En vista de esos temores e incertidumbres, el escritor de Hebreos quería animar a los judíos a que, en realidad, no perdían nada por abrazar a Jesús y confesarlo como Señor. Todo lo que hubieran tenido que sacrificar en esta vida no era nada comparado con todo lo que ganarían en la expiación total de sus pecados y el acceso completo a la presencia misma de Dios para siempre. Así, el escritor afirma que el niño nacido en Belén es el Mesías y que Él es realmente el Señor del Nuevo Pacto, que es muy superior al Antiguo Pacto de Moisés.
Hebreos 1:1–3 nos introduce directamente al propósito de la epístola:
“Dios, habiendo hablado muchas veces y de muchas maneras en otro tiempo a los padres por los profetas, en estos postreros días nos ha hablado por el Hijo, a quien constituyó heredero de todo, y por quien asimismo hizo el universo; el cual, siendo el resplandor de su gloria, y la imagen misma de su sustancia, y quien sustenta todas las cosas con la palabra de su poder, habiendo efectuado la purificación de nuestros pecados por medio de sí mismo, se sentó a la diestra de la Majestad en las alturas”.

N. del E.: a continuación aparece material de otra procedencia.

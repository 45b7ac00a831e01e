pub mod clock;
pub mod error;
pub mod time;
pub mod types;
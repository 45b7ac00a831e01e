//! Edifice - IoT Building Simulation Engine

pub mod alarm;
pub mod behavior;
pub mod config;
pub mod core;
pub mod engine;
pub mod hierarchy;
pub mod resolver;
pub mod schedule;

He aquí una vez más, en unos pocos versículos, una descripción perspicaz y divina de quién es realmente el niño nacido en Belén. Es probablemente la declaración resumida más concisa y completa del Nuevo Testamento sobre la superioridad de Cristo. Y el escritor incluye tres características clave en la composición de su declaración clásica: la preparación previa a Cristo, la presentación de Cristo y la preeminencia de Cristo. Exploraremos estas tres características en los próximos blogs, al examinar la perspectiva divina sobre la persona y la obra de Cristo.